Research Grants Awarded
Radioiodide And Pyruvate, A Novel Combined Approach To Breast Cancer Treatment Based On Nis (Na+/I- Symporter) And Smct (Na+/Monocarboxylate Transporter)
The Na+/I- symporter (NIS)-mediated radioiodide treatment of thyroid cancer is the most effective targeted internal radiation anticancer treatment available. This therapy has been successfully used for over 60 years. The prospect of applying this treatment modality to other cancers is extremely attractive, particularly to breast cancer, the only extrathyroidal cancer that expresses functionally NIS molecules endogenously.
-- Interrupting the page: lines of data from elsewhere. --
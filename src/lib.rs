pub mod auth;
pub mod configuration;
pub mod domain;
pub mod error;
pub mod logger;
pub mod middleware;
pub mod routes;
pub mod security;
pub mod services;
pub mod startup;
pub mod store;
pub mod telemetry;
pub mod validators;
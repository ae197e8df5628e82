/// Domain records shared by the stores, the services and the routes.

mod account;
mod booking;
mod session;

pub use account::{Account, AccountView, NewAccount, ProfileUpdate, Role};
pub use booking::{Booking, NewBooking};
pub use session::Session;
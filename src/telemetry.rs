use tracing::Subscriber;
use tracing_subscriber::fmt::MakeWriter;
use tracing_subscriber::util::{SubscriberInitExt, TryInitError};
use tracing_subscriber::{layer::SubscriberExt, EnvFilter, Registry};

/// JSON 형식의 구조화된 로그 subscriber를 만듭니다.
/// RUST_LOG 환경 변수가 있으면 `default_filter`보다 우선합니다.
pub fn get_subscriber<Sink>(default_filter: &str, sink: Sink) -> impl Subscriber + Send + Sync
where
    Sink: for<'a> MakeWriter<'a> + Send + Sync + 'static,
{
    let env_filter =
        EnvFilter::try_from_default_env().unwrap_or_else(|_| EnvFilter::new(default_filter));

    let formatting_layer = tracing_subscriber::fmt::layer()
        .with_writer(sink)
        .json();

    Registry::default().with(env_filter).with(formatting_layer)
}

/// Install `subscriber` globally and route `log` records into it.
///
/// Fails if a global subscriber is already set.
pub fn init_subscriber(subscriber: impl Subscriber + Send + Sync + 'static) -> Result<(), TryInitError> {
    subscriber.try_init()
}

/// 서버 기본 설정: stdout, `info` 레벨
pub fn init_telemetry() -> Result<(), TryInitError> {
    init_subscriber(get_subscriber("info", std::io::stdout))
}
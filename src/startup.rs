use actix_web::dev::Server;
use actix_web::{middleware::Logger, web, App, HttpServer};
use std::net::TcpListener;

use crate::auth::{PasswordHasher, TokenIssuer};
use crate::configuration::Settings;
use crate::domain::Role;
use crate::error::{AppError, ValidationError};
use crate::logger::LoggerMiddleware;
use crate::middleware::JwtMiddleware;
use crate::routes::{
    admin_profile, change_student_password, create_booking, deactivate_account, delete_student,
    health_check, list_bookings, login_admin, login_student, login_teacher, logout,
    reactivate_account, refresh, register_admin, register_student, register_teacher,
    student_borrowed, student_profile, teacher_borrowed, teacher_profile, update_student,
};
use crate::security::{cors, SecurityHeaders};
use crate::services::{AccountService, BookingService, LoginPolicy};
use crate::store::Stores;

pub fn run(
    listener: TcpListener,
    stores: Stores,
    settings: Settings,
) -> Result<Server, std::io::Error> {
    let tokens = TokenIssuer::new(settings.jwt.clone());

    let accounts = web::Data::new(AccountService::new(
        stores.accounts.clone(),
        stores.sessions.clone(),
        tokens.clone(),
        PasswordHasher::new(settings.auth.bcrypt_cost),
        LoginPolicy {
            reject_deactivated: settings.auth.reject_deactivated_login,
        },
    ));
    let bookings = web::Data::new(BookingService::new(
        stores.accounts.clone(),
        stores.bookings.clone(),
    ));

    // Malformed or mistyped bodies are client errors with the usual error shape
    let json_config = web::JsonConfig::default().error_handler(|err, _req| {
        AppError::Validation(ValidationError::Malformed(err.to_string())).into()
    });

    // Unparseable path segments (e.g. a non-UUID id) get the same treatment
    let path_config = web::PathConfig::default().error_handler(|err, _req| {
        AppError::Validation(ValidationError::Malformed(format!("path: {}", err))).into()
    });

    let cors_origins = settings.application.cors_allowed_origins.clone();

    let server = HttpServer::new(move || {
        let any_account = JwtMiddleware::new(tokens.clone());
        let admin_only = any_account.clone().allow(Role::Admin);
        let student_only = any_account.clone().allow(Role::Student);
        let teacher_only = any_account.clone().allow(Role::Teacher);

        App::new()
            // Global middleware
            .wrap(cors(&cors_origins))
            .wrap(SecurityHeaders::middleware())
            .wrap(Logger::default())      // Standard logging
            .wrap(LoggerMiddleware)       // Custom logging

            // Shared state
            .app_data(json_config.clone())
            .app_data(path_config.clone())
            .app_data(accounts.clone())
            .app_data(bookings.clone())

            .route("/health_check", web::get().to(health_check))

            // Admin
            .route("/admin/register", web::post().to(register_admin))
            .route("/admin/login", web::post().to(login_admin))
            .service(
                web::resource("/admin/profile/{id}")
                    .wrap(admin_only.clone())
                    .route(web::get().to(admin_profile)),
            )
            .service(
                web::resource("/admin/deactivate/{role}/{username}")
                    .wrap(admin_only.clone())
                    .route(web::patch().to(deactivate_account)),
            )
            .service(
                web::resource("/admin/reactivate/{role}/{username}")
                    .wrap(admin_only)
                    .route(web::patch().to(reactivate_account)),
            )

            // Student. Fixed paths are registered before `/student/{id}`.
            .route("/student/register", web::post().to(register_student))
            .route("/student/login", web::post().to(login_student))
            .service(
                web::resource("/student/profile")
                    .wrap(student_only.clone())
                    .route(web::get().to(student_profile)),
            )
            .route("/student/borrowed/{email}", web::get().to(student_borrowed))
            .service(
                web::resource("/student/{id}/password")
                    .wrap(student_only.clone())
                    .route(web::patch().to(change_student_password)),
            )
            .service(
                web::resource("/student/{id}")
                    .wrap(student_only.allow(Role::Admin))
                    .route(web::patch().to(update_student))
                    .route(web::delete().to(delete_student)),
            )

            // Teacher
            .route("/teacher/register", web::post().to(register_teacher))
            .route("/teacher/login", web::post().to(login_teacher))
            .service(
                web::resource("/teacher/profile")
                    .wrap(teacher_only)
                    .route(web::get().to(teacher_profile)),
            )
            .route("/teacher/borrowed/{email}", web::get().to(teacher_borrowed))

            // Sessions
            .route("/auth/refresh", web::post().to(refresh))
            .route("/auth/logout", web::post().to(logout))

            // Bookings
            .route("/booking", web::post().to(create_booking))
            .route("/bookings", web::get().to(list_bookings))
    })
    .listen(listener)?
    .run();

    Ok(server)
}
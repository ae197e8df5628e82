use actix_web::{web, HttpResponse};
use serde_json::json;

use crate::auth::AccessClaims;
use crate::domain::Role;
use crate::error::AppError;
use crate::routes::auth::{login_as, register_as, LoginRequest, RegisterRequest};
use crate::services::AccountService;

/// POST /teacher/register
pub async fn register_teacher(
    form: web::Json<RegisterRequest>,
    accounts: web::Data<AccountService>,
) -> Result<HttpResponse, AppError> {
    register_as(Role::Teacher, form.into_inner(), &accounts).await
}

/// POST /teacher/login
pub async fn login_teacher(
    form: web::Json<LoginRequest>,
    accounts: web::Data<AccountService>,
) -> Result<HttpResponse, AppError> {
    login_as(Role::Teacher, form.into_inner(), &accounts).await
}

/// GET /teacher/profile
pub async fn teacher_profile(
    claims: web::ReqData<AccessClaims>,
    accounts: web::Data<AccountService>,
) -> Result<HttpResponse, AppError> {
    let account = accounts
        .get_profile(claims.account_id()?, Some(Role::Teacher))
        .await?;

    Ok(HttpResponse::Ok().json(json!({ "teacher": account.view() })))
}
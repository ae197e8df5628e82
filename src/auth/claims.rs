/// JWT Claims structures
///
/// Access tokens identify an account; refresh tokens identify a session.
/// Both carry a random `jti` so that two tokens minted in the same second
/// for the same subject are still distinct.

use serde::{Deserialize, Serialize};
use uuid::Uuid;

use crate::domain::Role;
use crate::error::{AppError, AuthError};

/// Claims for short-lived access tokens
#[derive(Debug, Serialize, Deserialize, Clone)]
pub struct AccessClaims {
    /// Account ID
    pub sub: String,
    pub role: Role,
    /// Unique token ID
    pub jti: String,
    /// Expiration time (Unix timestamp)
    pub exp: i64,
    /// Issued at (Unix timestamp)
    pub iat: i64,
    pub iss: String,
}

impl AccessClaims {
    pub fn new(account_id: Uuid, role: Role, expiry_seconds: i64, issuer: String) -> Self {
        let now = chrono::Utc::now().timestamp();
        Self {
            sub: account_id.to_string(),
            role,
            jti: Uuid::new_v4().to_string(),
            exp: now + expiry_seconds,
            iat: now,
            iss: issuer,
        }
    }

    pub fn account_id(&self) -> Result<Uuid, AppError> {
        Uuid::parse_str(&self.sub).map_err(|_| AppError::Auth(AuthError::TokenInvalid))
    }
}

/// Claims for long-lived refresh tokens
#[derive(Debug, Serialize, Deserialize, Clone)]
pub struct RefreshClaims {
    /// Session ID
    pub sub: String,
    /// Owning account ID
    pub aid: String,
    pub jti: String,
    pub exp: i64,
    pub iat: i64,
    pub iss: String,
}

impl RefreshClaims {
    pub fn new(session_id: Uuid, account_id: Uuid, expiry_seconds: i64, issuer: String) -> Self {
        let now = chrono::Utc::now().timestamp();
        Self {
            sub: session_id.to_string(),
            aid: account_id.to_string(),
            jti: Uuid::new_v4().to_string(),
            exp: now + expiry_seconds,
            iat: now,
            iss: issuer,
        }
    }

    pub fn session_id(&self) -> Result<Uuid, AppError> {
        Uuid::parse_str(&self.sub).map_err(|_| AppError::Auth(AuthError::TokenInvalid))
    }

    pub fn account_id(&self) -> Result<Uuid, AppError> {
        Uuid::parse_str(&self.aid).map_err(|_| AppError::Auth(AuthError::TokenInvalid))
    }
}
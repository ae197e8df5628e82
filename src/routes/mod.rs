mod admin;
mod auth;
mod booking;
mod health_check;
mod student;
mod teacher;

pub use admin::{
    admin_profile, deactivate_account, login_admin, reactivate_account, register_admin,
};
pub use auth::{logout, refresh};
pub use booking::{create_booking, list_bookings, student_borrowed, teacher_borrowed};
pub use health_check::health_check;
pub use student::{
    change_student_password, delete_student, login_student, register_student, student_profile,
    update_student,
};
pub use teacher::{login_teacher, register_teacher, teacher_profile};
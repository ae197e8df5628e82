/// Security headers added to every response, and the CORS policy
///
/// The header set mirrors the usual hardening defaults for JSON APIs: no
/// MIME sniffing, no framing, no referrer leakage, same-origin isolation.

use actix_cors::Cors;
use actix_web::middleware::DefaultHeaders;

pub struct SecurityHeaders;

impl SecurityHeaders {
    pub const HEADERS: &'static [(&'static str, &'static str)] = &[
        ("Content-Security-Policy", "default-src 'self'; frame-ancestors 'none'"),
        ("Cross-Origin-Opener-Policy", "same-origin"),
        ("Cross-Origin-Resource-Policy", "same-origin"),
        ("Referrer-Policy", "no-referrer"),
        ("Strict-Transport-Security", "max-age=15552000; includeSubDomains"),
        ("X-Content-Type-Options", "nosniff"),
        ("X-DNS-Prefetch-Control", "off"),
        ("X-Frame-Options", "SAMEORIGIN"),
        ("X-Permitted-Cross-Domain-Policies", "none"),
        // Legacy XSS auditors do more harm than good
        ("X-XSS-Protection", "0"),
    ];

    /// Middleware that sets `HEADERS` on responses that lack them
    pub fn middleware() -> DefaultHeaders {
        Self::HEADERS
            .iter()
            .fold(DefaultHeaders::new(), |headers, &pair| headers.add(pair))
    }
}

/// Cross-origin policy for browser clients.
///
/// With no configured origins the request's own origin is echoed back, so
/// any frontend may call the API with credentials. Otherwise only the listed
/// origins are accepted.
pub fn cors(allowed_origins: &[String]) -> Cors {
    let cors = Cors::default()
        .allow_any_method()
        .allow_any_header()
        .expose_headers(["x-request-id"])
        .supports_credentials()
        .max_age(3600);

    if allowed_origins.is_empty() {
        cors.allow_any_origin()
    } else {
        allowed_origins
            .iter()
            .fold(cors, |cors, origin| cors.allowed_origin(origin))
    }
}
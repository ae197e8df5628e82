/// Student Routes
///
/// Registration and login are public. Profile reads and edits need the
/// student's own bearer token; deletion also accepts an admin token.

use actix_web::{web, HttpResponse};
use serde::Deserialize;
use serde_json::json;
use uuid::Uuid;

use crate::auth::AccessClaims;
use crate::domain::{ProfileUpdate, Role};
use crate::error::{AppError, AuthError};
use crate::routes::auth::{login_as, register_as, LoginRequest, RegisterRequest};
use crate::services::AccountService;

#[derive(Deserialize)]
#[serde(rename_all = "camelCase")]
pub struct UpdateStudentRequest {
    pub name: Option<String>,
    pub last_name: Option<String>,
    pub username: Option<String>,
    pub class_room: Option<String>,
}

impl From<UpdateStudentRequest> for ProfileUpdate {
    fn from(form: UpdateStudentRequest) -> Self {
        ProfileUpdate {
            name: form.name,
            last_name: form.last_name,
            username: form.username,
            class_room: form.class_room,
        }
    }
}

#[derive(Deserialize)]
#[serde(rename_all = "camelCase")]
pub struct ChangePasswordRequest {
    pub current_password: Option<String>,
    pub new_password: Option<String>,
}

/// The caller must be the student the path names
fn ensure_same_student(claims: &AccessClaims, id: Uuid) -> Result<(), AppError> {
    if claims.role == Role::Student && claims.account_id()? == id {
        Ok(())
    } else {
        Err(AppError::Auth(AuthError::Forbidden))
    }
}

/// POST /student/register
pub async fn register_student(
    form: web::Json<RegisterRequest>,
    accounts: web::Data<AccountService>,
) -> Result<HttpResponse, AppError> {
    register_as(Role::Student, form.into_inner(), &accounts).await
}

/// POST /student/login
pub async fn login_student(
    form: web::Json<LoginRequest>,
    accounts: web::Data<AccountService>,
) -> Result<HttpResponse, AppError> {
    login_as(Role::Student, form.into_inner(), &accounts).await
}

/// GET /student/profile
pub async fn student_profile(
    claims: web::ReqData<AccessClaims>,
    accounts: web::Data<AccountService>,
) -> Result<HttpResponse, AppError> {
    let account = accounts
        .get_profile(claims.account_id()?, Some(Role::Student))
        .await?;

    Ok(HttpResponse::Ok().json(json!({ "student": account.view() })))
}

/// PATCH /student/{id}
///
/// Partial update of name, last name, username and class room. Absent
/// fields are left unchanged.
///
/// # Errors
/// - 400: No updatable fields, or a field fails validation
/// - 403: Token belongs to another account
/// - 404: Student no longer exists
/// - 409: Username taken by another student
pub async fn update_student(
    path: web::Path<Uuid>,
    claims: web::ReqData<AccessClaims>,
    form: web::Json<UpdateStudentRequest>,
    accounts: web::Data<AccountService>,
) -> Result<HttpResponse, AppError> {
    let id = path.into_inner();
    ensure_same_student(&claims, id)?;

    let account = accounts
        .update_profile(id, form.into_inner().into())
        .await?;

    Ok(HttpResponse::Ok().json(json!({ "student": account.view() })))
}

/// PATCH /student/{id}/password
pub async fn change_student_password(
    path: web::Path<Uuid>,
    claims: web::ReqData<AccessClaims>,
    form: web::Json<ChangePasswordRequest>,
    accounts: web::Data<AccountService>,
) -> Result<HttpResponse, AppError> {
    let id = path.into_inner();
    ensure_same_student(&claims, id)?;

    accounts
        .change_password(
            id,
            form.current_password.as_deref().unwrap_or_default(),
            form.new_password.as_deref().unwrap_or_default(),
        )
        .await?;

    Ok(HttpResponse::Ok().json(json!({ "message": "Password updated" })))
}

/// DELETE /student/{id}
///
/// Deletes the student and revokes all of its sessions.
pub async fn delete_student(
    path: web::Path<Uuid>,
    claims: web::ReqData<AccessClaims>,
    accounts: web::Data<AccountService>,
) -> Result<HttpResponse, AppError> {
    let id = path.into_inner();
    if claims.role != Role::Admin {
        ensure_same_student(&claims, id)?;
    }

    accounts.delete_profile(id).await?;

    tracing::info!(
        account_id = %id,
        deleted_by = %claims.sub,
        "Student account removed"
    );

    Ok(HttpResponse::Ok().json(json!({ "message": "Student deleted" })))
}
/// Password Hashing and Verification
///
/// bcrypt with a random per-call salt, plus the per-role length policy
/// applied at registration and password change.

use bcrypt::{hash, verify};

use crate::domain::Role;
use crate::error::{AppError, ValidationError};

pub const MIN_BCRYPT_COST: u32 = 4;
pub const MAX_BCRYPT_COST: u32 = 31;

const ADMIN_MIN_PASSWORD_LENGTH: usize = 4;
const MEMBER_MIN_PASSWORD_LENGTH: usize = 5;
const MAX_PASSWORD_LENGTH: usize = 128;

/// One-way password hasher
#[derive(Debug, Clone, Copy)]
pub struct PasswordHasher {
    cost: u32,
}

impl PasswordHasher {
    pub fn new(cost: u32) -> Self {
        Self { cost }
    }

    /// Hash a plaintext password with a freshly generated salt
    ///
    /// # Errors
    /// Only if bcrypt itself fails (entropy source, invalid cost).
    pub fn hash(&self, password: &str) -> Result<String, AppError> {
        hash(password, self.cost)
            .map_err(|e| AppError::Internal(format!("Password hashing failed: {}", e)))
    }

    /// Check a plaintext password against a stored digest
    ///
    /// A mismatch is `Ok(false)`. An error means the stored digest is not a
    /// bcrypt hash at all.
    pub fn verify(&self, password: &str, digest: &str) -> Result<bool, AppError> {
        verify(password, digest)
            .map_err(|e| AppError::Internal(format!("Password verification failed: {}", e)))
    }
}

/// Minimum password length for a role.
///
/// Admins have historically been allowed 4 characters while students and
/// teachers need 5; both limits are kept.
pub fn min_password_length(role: Role) -> usize {
    match role {
        Role::Admin => ADMIN_MIN_PASSWORD_LENGTH,
        Role::Teacher | Role::Student => MEMBER_MIN_PASSWORD_LENGTH,
    }
}

/// Validate a plaintext password against the role's length policy
pub fn validate_password(role: Role, password: &str) -> Result<(), ValidationError> {
    let length = password.chars().count();

    if length == 0 {
        return Err(ValidationError::EmptyField("password".to_string()));
    }

    let min = min_password_length(role);
    if length < min {
        return Err(ValidationError::TooShort("password".to_string(), min));
    }

    if length > MAX_PASSWORD_LENGTH {
        return Err(ValidationError::TooLong(
            "password".to_string(),
            MAX_PASSWORD_LENGTH,
        ));
    }

    Ok(())
}

#[cfg(test)]
mod tests {
    use super::*;

    fn hasher() -> PasswordHasher {
        PasswordHasher::new(MIN_BCRYPT_COST)
    }

    #[test]
    fn test_hash_password() {
        let password = "abcde";
        let digest = hasher().hash(password).expect("Failed to hash password");

        assert_ne!(password, digest);
        assert!(digest.starts_with("$2"));
    }

    #[test]
    fn test_salt_differs_per_call() {
        let first = hasher().hash("abcde").unwrap();
        let second = hasher().hash("abcde").unwrap();
        assert_ne!(first, second);
    }

    #[test]
    fn test_verify_matches_for_any_length() {
        let long = "x".repeat(100);
        for password in ["", "a", "abcd", "ValidPassword123", long.as_str()] {
            let digest = hasher().hash(password).unwrap();
            assert!(
                hasher().verify(password, &digest).unwrap(),
                "verify failed for length {}",
                password.len()
            );
        }
    }

    #[test]
    fn test_verify_wrong_password() {
        let digest = hasher().hash("abcde").unwrap();
        let is_valid = hasher().verify("abcdf", &digest).expect("verify should not error");
        assert!(!is_valid);
    }

    #[test]
    fn test_verify_malformed_digest_is_error() {
        assert!(hasher().verify("abcde", "not-a-bcrypt-hash").is_err());
    }

    #[test]
    fn test_role_minimums() {
        assert!(validate_password(Role::Admin, "abcd").is_ok());
        assert!(validate_password(Role::Admin, "abc").is_err());

        assert!(validate_password(Role::Student, "abcd").is_err());
        assert!(validate_password(Role::Student, "abcde").is_ok());
        assert!(validate_password(Role::Teacher, "abcd").is_err());
        assert!(validate_password(Role::Teacher, "abcde").is_ok());
    }

    #[test]
    fn test_empty_and_too_long() {
        assert_eq!(
            validate_password(Role::Student, ""),
            Err(ValidationError::EmptyField("password".to_string()))
        );
        let long_password = "a".repeat(MAX_PASSWORD_LENGTH + 1);
        assert!(validate_password(Role::Student, &long_password).is_err());
    }
}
Our goal is to develop a novel strategy for the destruction of breast cancer cells based on the use of radioiodide therapy combined with an increased intracellular pyruvate concentration. We hypothesize that radioiodide administration to animals bearing NIS- and Na+/monocarboxylate transporter (SMCT)-expressing mammary tumors will be more effective in destroying cancerous cells when pyruvate is also administered simultaneously. The rationale is based on the observations that a) targeting the unique tumor bioenergetics, i.e. increased glycolysis, mitochondrial dysfunction and hypoxia, is an effective approach in inhibiting tumor growth, and b) in vitro pyruvate administration to breast cancer cells via SMCT causes apoptosis through inhibition of HDACs by pyruvate. We hypothesize that increased intracellular concentration of pyruvate via SMCT will rescue mitochondrial dysfunction by replenishing mitochondrial pyruvate catabolism leading to induction of apoptosis. Thus, pyruvate-induction of apoptosis by these two mechanisms -HDAC inhibition and rescued mitochondria function- combined with the successful NIS-mediated radioiodide therapy may result in effective breast cancer treatment. To test this hypothesis, we propose the following aims:
1) To determine the incidence of SMCT expression in human breast cancer. 2a) To generate and characterize MCF7 cells permanently transfected with NIS, SMCT, or both transporters and assess their transport properties for I- and pyruvate, respectively. 2b) To investigate the effect of pyruvate on cell proliferation in SMCT-transfected MCF7 cells as well on the expression of apoptotic markers. 3) To test the efficacy of combined radioiodide and pyruvate treatment in experimental breast cancer in vivo. Four groups of nude mice bearing mammary xenograft tumors derived from MCF-7 cells will be generated. Xenographts will derive from MCF-7 cells permanently transfected with a) NIS only; b) SMCT only; c) both NIS and SMCT; and d) the control xenografts will be derived from intact MCF-7 cells, which, express neither NIS nor SMCT. We will analyze the effect of radioiodide or pyruvate treatment alone or of both therapies combined on tumor reduction in all animal groups.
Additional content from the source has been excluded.